At a board meeting Aug. 21, members voted to put that money into two separate funds. $34,000 will be placed into the school’s designated emergency fund, which board members voted at the meeting to increase from $25,000 to $50,000.
The remaining $200,000 will be put into a new fund that will be used either as an additional emergency fund or as a source for special financial needs, such as a down payment on a new school building, board members decided.
The need for increased emergency funds was obvious at the meeting, when board members were alerted to a termite infestation found in the library’s computer lab during the first week of school. Head of School Anthony Amato said he’s hoping the Recovery School District will pay for the repairs.
Board members also were told that the school needs to hire another part-time social worker, given that 20 more students enrolled than were expected. The school also needs to provide an additional bus for students who live in eastern New Orleans.
However, according to finance committee chair Harry Blumenthal, International High School is still $25,960 under budget as of the start of the 2013-14 school year.
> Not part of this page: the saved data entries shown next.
//! Scoring API client.
//!
//! Each ranking worker gets its own [`ScoreFetcher`] from a
//! [`ScoreFetcherFactory`], so a slow connection on one worker never queues
//! requests behind it on a shared connection pool.

use std::sync::Arc;
use std::time::Duration;

use async_trait::async_trait;
use grater_core::{CandidateProject, RECOGNIZED_HOST};
use serde::Deserialize;

use crate::error::{DiscoveryError, DiscoveryResult, ScoreFetchError};

/// Fetches the external trust score of a single project.
#[async_trait]
pub trait ScoreFetcher: Send + Sync {
    async fn fetch_score(&self, project: &CandidateProject) -> Result<f64, ScoreFetchError>;
}

/// Builds one fetcher per ranking worker.
pub trait ScoreFetcherFactory: Send + Sync {
    fn worker_fetcher(&self, worker_id: usize) -> DiscoveryResult<Arc<dyn ScoreFetcher>>;
}

impl<T: ScoreFetcherFactory + ?Sized> ScoreFetcherFactory for Arc<T> {
    fn worker_fetcher(&self, worker_id: usize) -> DiscoveryResult<Arc<dyn ScoreFetcher>> {
        (**self).worker_fetcher(worker_id)
    }
}

#[derive(Debug, Deserialize)]
struct ScorecardPayload {
    score: f64,
}

/// Client for an OpenSSF Scorecard-compatible REST API.
pub struct ScorecardClient {
    base_url: String,
    http_client: reqwest::Client,
}

impl ScorecardClient {
    pub fn new(base_url: impl Into<String>, timeout: Duration) -> DiscoveryResult<Self> {
        let http_client = reqwest::Client::builder()
            .user_agent(concat!("grater/", env!("CARGO_PKG_VERSION")))
            .timeout(timeout)
            .pool_max_idle_per_host(0)
            .build()
            .map_err(|e| DiscoveryError::ClientBuild(e.to_string()))?;
        Ok(Self {
            base_url: base_url.into().trim_end_matches('/').to_string(),
            http_client,
        })
    }

    /// Endpoint for `project`, or an error when it is not `github.com/owner/repo`.
    pub fn project_url(&self, project: &CandidateProject) -> Result<String, ScoreFetchError> {
        let (owner, repo) = project
            .owner_repo()
            .ok_or_else(|| ScoreFetchError::UnsupportedProject(project.to_string()))?;
        Ok(format!(
            "{}/projects/{}/{}/{}",
            self.base_url, RECOGNIZED_HOST, owner, repo
        ))
    }
}

#[async_trait]
impl ScoreFetcher for ScorecardClient {
    async fn fetch_score(&self, project: &CandidateProject) -> Result<f64, ScoreFetchError> {
        let url = self.project_url(project)?;
        let response = self.http_client.get(&url).send().await?;
        let status = response.status();
        if status != reqwest::StatusCode::OK {
            return Err(ScoreFetchError::Status(status.as_u16()));
        }
        let bytes = response.bytes().await?;
        let payload: ScorecardPayload = serde_json::from_slice(&bytes)
            .map_err(|e| ScoreFetchError::Decode(e.to_string()))?;
        Ok(payload.score)
    }
}

/// Factory producing an independent [`ScorecardClient`] per worker.
#[derive(Debug, Clone)]
pub struct ScorecardFactory {
    pub base_url: String,
    pub timeout: Duration,
}

impl ScorecardFactory {
    pub fn new(base_url: impl Into<String>, timeout: Duration) -> Self {
        Self {
            base_url: base_url.into(),
            timeout,
        }
    }
}

impl ScoreFetcherFactory for ScorecardFactory {
    fn worker_fetcher(&self, _worker_id: usize) -> DiscoveryResult<Arc<dyn ScoreFetcher>> {
        Ok(Arc::new(ScorecardClient::new(
            self.base_url.clone(),
            self.timeout,
        )?))
    }
}
use serde::{Deserialize, Serialize};
use uuid::Uuid;

/// Transcription job published to the worker queue
#[derive(Debug, Serialize, Deserialize)]
pub struct TranscribeJob {
    pub correlation_id: Uuid,
    /// Subject the worker must publish its reply to
    pub reply_to: String,
    /// Base64-encoded f32le mono samples, normalized to [-1, 1]
    pub audio: String,
    pub sample_rate: u32,
    pub timestamp: String, // RFC3339
}

/// Worker reply received on the reply subject. Exactly one of `result`
/// and `error` is set.
#[derive(Debug, Clone, Serialize, Deserialize)]
pub struct TranscribeReply {
    pub correlation_id: Uuid,
    #[serde(default, skip_serializing_if = "Option::is_none")]
    pub result: Option<String>,
    #[serde(default, skip_serializing_if = "Option::is_none")]
    pub error: Option<String>,
}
In student achievement, the academic committee reports showed that in end-of-year tests, students are doing well in English, but can use improvement in algebra and history, which show less than half of INS students in the “excellent” category for each.
Overall, INS student scores are still largely in line with state and local averages, the board was told. However, AP placement and ACT scores need improvement. Average ACT scores for the IHS class of 2013 was 19.3, slightly lower than the state and national average.
The class of 2014, at its first test date, had an average score of 18.
The ACT scores determine state TOPS scholarships for students who attend in-state schools. Thanks to a grant, INS will have a teacher from The Princeton Review, a test prep organization, come to the school to prepare students for the test.
In other board business, the search for a board liaison is ongoing, and nine applicants have been interviewed. Amato said the board will interview the top three candidates.
Amato also presented the board with the first “student dashboard” packet, which breaks down student data in great detail by demographics and achievement. Amato will present these dashboards monthly.
As of the beginning of the school year, there are 463 students enrolled in grades 9-12.
The next board meeting will be Sept. 18 at 6 p.m.